▶
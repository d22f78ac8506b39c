//! Pilot and trade repositories
//!
//! The engine only sees the `PilotStore` and `TradeStore` traits. Each stored
//! pilot is handed out as a `PilotHandle`: the pilot's single serialization
//! point, shared by the trading, learning and social loops.

pub mod file;
pub mod memory;

use async_trait::async_trait;
use serde::{Deserialize, Serialize};
use std::sync::Arc;
use tokio::sync::Mutex;

use crate::error::Result;
use crate::pilot::{PilotState, Trade};

pub use file::JsonFileStore;
pub use memory::MemoryStore;

/// Shared, lockable pilot state
pub type PilotHandle = Arc<Mutex<PilotState>>;

/// Storage configuration
#[derive(Debug, Clone, Default, Serialize, Deserialize)]
pub struct StorageConfig {
    /// JSON document holding all pilots and trades. In-memory only when unset.
    #[serde(default)]
    pub path: Option<String>,
}

#[async_trait]
pub trait PilotStore: Send + Sync {
    /// Register a new pilot. Fails if the id is taken.
    async fn insert(&self, state: PilotState) -> Result<PilotHandle>;

    async fn get(&self, pilot_id: &str) -> Option<PilotHandle>;

    /// All pilot ids in insertion order
    async fn ids(&self) -> Vec<String>;

    async fn len(&self) -> usize;

    /// Persist pilot state. Must not be called while holding a pilot lock.
    async fn flush(&self) -> Result<()>;
}

#[async_trait]
pub trait TradeStore: Send + Sync {
    /// Append an executed trade. Ids are unique; a repeat is rejected.
    async fn append(&self, trade: Trade) -> Result<()>;

    /// Trades for one pilot, oldest first
    async fn for_pilot(&self, pilot_id: &str) -> Vec<Trade>;

    async fn count(&self) -> u64;

    /// Highest id recorded so far, 0 when empty
    async fn last_trade_id(&self) -> u64;

    async fn flush(&self) -> Result<()>;
}
//! Watch stream: the live feed of pending and recent trades for a pilot
//!
//! `recent_trades` is a bounded ring buffer, newest first. When full, the
//! oldest trade is evicted.

use chrono::{DateTime, Utc};
use serde::{Deserialize, Serialize};
use std::collections::VecDeque;

use super::trade::Trade;

/// Capacity of the recent-trades ring buffer; configs may only lower it
pub const RECENT_TRADES_CAPACITY: usize = 20;

/// Default cap on retained commentary entries
pub const COMMENTARY_CAPACITY: usize = 100;

/// Watch stream buffer sizes
#[derive(Debug, Clone, Serialize, Deserialize)]
pub struct WatchConfig {
    #[serde(default = "default_recent_capacity")]
    pub recent_capacity: usize,
    #[serde(default = "default_commentary_capacity")]
    pub commentary_capacity: usize,
}

fn default_recent_capacity() -> usize {
    RECENT_TRADES_CAPACITY
}

fn default_commentary_capacity() -> usize {
    COMMENTARY_CAPACITY
}

impl Default for WatchConfig {
    fn default() -> Self {
        Self {
            recent_capacity: default_recent_capacity(),
            commentary_capacity: default_commentary_capacity(),
        }
    }
}

/// Timestamped narration line
#[derive(Debug, Clone, PartialEq, Serialize, Deserialize)]
pub struct CommentaryEntry {
    pub timestamp: DateTime<Utc>,
    #[serde(default)]
    pub trade_id: Option<u64>,
    pub message: String,
}

#[derive(Debug, Clone, PartialEq, Serialize, Deserialize)]
pub struct WatchStream {
    pub pilot_id: String,
    pub enabled: bool,
    pub pending_trades: Vec<Trade>,
    pub recent_trades: VecDeque<Trade>,
    pub live_commentary: VecDeque<CommentaryEntry>,
    recent_capacity: usize,
    commentary_capacity: usize,
}

impl WatchStream {
    pub fn new(pilot_id: &str, recent_capacity: usize, commentary_capacity: usize) -> Self {
        let recent_capacity = recent_capacity.clamp(1, RECENT_TRADES_CAPACITY);
        let commentary_capacity = commentary_capacity.max(1);
        Self {
            pilot_id: pilot_id.to_string(),
            enabled: false,
            pending_trades: Vec::new(),
            recent_trades: VecDeque::with_capacity(recent_capacity),
            live_commentary: VecDeque::new(),
            recent_capacity,
            commentary_capacity,
        }
    }

    pub fn recent_capacity(&self) -> usize {
        self.recent_capacity
    }

    /// Add a trade awaiting execution
    pub fn queue(&mut self, trade: Trade) {
        self.pending_trades.push(trade);
    }

    pub fn has_pending(&self, trade_id: u64) -> bool {
        self.pending_trades.iter().any(|t| t.id == trade_id)
    }

    /// Remove a pending trade. Returns None if it was already taken or cancelled.
    pub fn take_pending(&mut self, trade_id: u64) -> Option<Trade> {
        let idx = self.pending_trades.iter().position(|t| t.id == trade_id)?;
        Some(self.pending_trades.remove(idx))
    }

    /// Remove every pending trade
    pub fn drain_pending(&mut self) -> Vec<Trade> {
        std::mem::take(&mut self.pending_trades)
    }

    /// Put an executed trade at the front, evicting the oldest beyond capacity
    pub fn push_executed(&mut self, trade: Trade) {
        self.recent_trades.push_front(trade);
        while self.recent_trades.len() > self.recent_capacity {
            self.recent_trades.pop_back();
        }
    }

    pub fn comment(&mut self, trade_id: Option<u64>, message: impl Into<String>) {
        self.live_commentary.push_back(CommentaryEntry {
            timestamp: Utc::now(),
            trade_id,
            message: message.into(),
        });
        while self.live_commentary.len() > self.commentary_capacity {
            self.live_commentary.pop_front();
        }
    }
}

#[cfg(test)]
mod tests {
    use super::*;
    use crate::pilot::trade::fixtures::trade;
    use crate::pilot::trade::TradeSide;

    #[test]
    fn test_recent_trades_bounded_fifo() {
        let mut stream = WatchStream::new("p", RECENT_TRADES_CAPACITY, COMMENTARY_CAPACITY);
        for id in 1..=45 {
            stream.push_executed(trade(id, "p", TradeSide::Buy, 10.0, 1.0));
            assert!(stream.recent_trades.len() <= RECENT_TRADES_CAPACITY);
        }
        assert_eq!(stream.recent_trades.len(), 20);
        // Newest first, oldest (1..=25) evicted
        assert_eq!(stream.recent_trades.front().unwrap().id, 45);
        assert_eq!(stream.recent_trades.back().unwrap().id, 26);
    }

    #[test]
    fn test_take_pending_only_once() {
        let mut stream = WatchStream::new("p", 5, 5);
        stream.queue(trade(7, "p", TradeSide::Buy, 10.0, 1.0));
        assert!(stream.has_pending(7));
        assert!(stream.take_pending(7).is_some());
        assert!(stream.take_pending(7).is_none());
        assert!(!stream.has_pending(7));
    }

    #[test]
    fn test_commentary_capped() {
        let mut stream = WatchStream::new("p", 5, 3);
        for i in 0..5 {
            stream.comment(None, format!("line {}", i));
        }
        assert_eq!(stream.live_commentary.len(), 3);
        assert_eq!(stream.live_commentary.front().unwrap().message, "line 2");
    }

    #[test]
    fn test_zero_capacity_is_clamped() {
        let mut stream = WatchStream::new("p", 0, 0);
        stream.push_executed(trade(1, "p", TradeSide::Sell, 1.0, 1.0));
        assert_eq!(stream.recent_trades.len(), 1);
        assert_eq!(stream.recent_capacity(), 1);
    }

    #[test]
    fn test_oversized_capacity_is_capped() {
        let mut stream = WatchStream::new("p", 50, COMMENTARY_CAPACITY);
        assert_eq!(stream.recent_capacity(), RECENT_TRADES_CAPACITY);
        for id in 1..=30 {
            stream.push_executed(trade(id, "p", TradeSide::Buy, 10.0, 1.0));
        }
        assert_eq!(stream.recent_trades.len(), RECENT_TRADES_CAPACITY);
    }
}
◀
→ What to work on
What lines in the data include the string "TradeSide"? Copy each one.

→ Answer space
    use crate::pilot::trade::TradeSide;
            stream.push_executed(trade(id, "p", TradeSide::Buy, 10.0, 1.0));
        stream.queue(trade(7, "p", TradeSide::Buy, 10.0, 1.0));
        stream.push_executed(trade(1, "p", TradeSide::Sell, 1.0, 1.0));
            stream.push_executed(trade(id, "p", TradeSide::Buy, 10.0, 1.0));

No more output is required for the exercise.